ILKAP Promotes the Metastasis of Hepatocellular Carcinoma Cells by Inhibiting β‐Catenin Degradation and Enhancing the WNT Signaling Pathway

Abstract

AbstractThe incidence of Hepatocellular carcinoma (HCC) and HCC‐related deaths have remarkably increased over the recent decades. It has been reported that β‐catenin activation can be frequently observed in HCC cases. This study identified the integrin‐linked kinase‐associated phosphatase (ILKAP) as a novel β‐catenin‐interacting protein. ILKAP is localized both in the nucleus and cytoplasm and regulates the WNT pathway in different ways.
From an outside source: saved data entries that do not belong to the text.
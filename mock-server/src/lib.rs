use std::collections::BTreeMap;

use axum::{
    extract::Path,
    http::{header, HeaderMap, Method, StatusCode, Uri},
    response::IntoResponse,
    routing::{any, get},
    Json, Router,
};
use serde::{Deserialize, Serialize};
use tokio::net::TcpListener;

/// What the server saw of a request sent to `/echo`.
#[derive(Clone, Debug, PartialEq, Serialize, Deserialize)]
pub struct Echo {
    pub method: String,
    pub path: String,
    pub query: Option<String>,
    pub query_params: Vec<(String, String)>,
    pub headers: BTreeMap<String, String>,
    pub body: String,
    pub form: Vec<(String, String)>,
}

pub fn app() -> Router {
    Router::new()
        .route("/echo", any(echo))
        .route("/status/{code}", any(status))
        .route("/payload/{size}", get(payload))
        .route("/text", get(text))
        .route("/empty", any(empty))
}

pub async fn run(listener: TcpListener) -> Result<(), std::io::Error> {
    axum::serve(listener, app()).await
}

async fn echo(method: Method, uri: Uri, headers: HeaderMap, body: String) -> Json<Echo> {
    let query = uri.query().map(str::to_string);
    let query_params = query
        .as_deref()
        .and_then(|raw| serde_urlencoded::from_str(raw).ok())
        .unwrap_or_default();

    let is_form = headers
        .get(header::CONTENT_TYPE)
        .and_then(|value| value.to_str().ok())
        .is_some_and(|value| value.starts_with("application/x-www-form-urlencoded"));
    let form = if is_form {
        serde_urlencoded::from_str(&body).unwrap_or_default()
    } else {
        Vec::new()
    };

    let headers = headers
        .iter()
        .filter_map(|(name, value)| {
            value
                .to_str()
                .ok()
                .map(|value| (name.as_str().to_string(), value.to_string()))
        })
        .collect();

    tracing::debug!(%method, %uri, "echo");
    Json(Echo {
        method: method.to_string(),
        path: uri.path().to_string(),
        query,
        query_params,
        headers,
        body,
        form,
    })
}

/// Respond with the requested status and a small JSON body.
async fn status(Path(code): Path<u16>) -> Result<(StatusCode, Json<serde_json::Value>), StatusCode> {
    let status = StatusCode::from_u16(code).map_err(|_| StatusCode::BAD_REQUEST)?;
    Ok((status, Json(serde_json::json!({ "status": code }))))
}

/// A JSON string body of exactly `size` bytes (minimum 2, the quotes).
async fn payload(Path(size): Path<usize>) -> impl IntoResponse {
    let body = format!("\"{}\"", "a".repeat(size.saturating_sub(2)));
    ([(header::CONTENT_TYPE, "application/json")], body)
}

async fn text() -> &'static str {
    "plain text, not json"
}

async fn empty() -> StatusCode {
    StatusCode::NO_CONTENT
}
First, it is demonstrated that ILKAP activates the WNT pathway in HCC cells by increasing the protein level of β‐catenin and other proteins associated with the WNT signaling, such as c‐Myc and CyclinD1. Next, it is shown that ILKAP promotes the metastasis of HCC both in vitro and in vivo in a zebrafish xenograft model. It is also found that ILKAP dephosphorylates the GSK3β and CK1, contributing to the reduced ubiquitination of β‐catenin. Furthermore, it is identified that ILKAP functions by mediating binding between TCF4 and β‐catenin to enhance expression of WNT target genes. Taken together, the study demonstrates a critical function of ILKAP in metastasis of HCC, since ILKAP is crucial for the activation of the WNT pathway via stabilization of β‐catenin and increased binding between TCF4 and β‐catenin.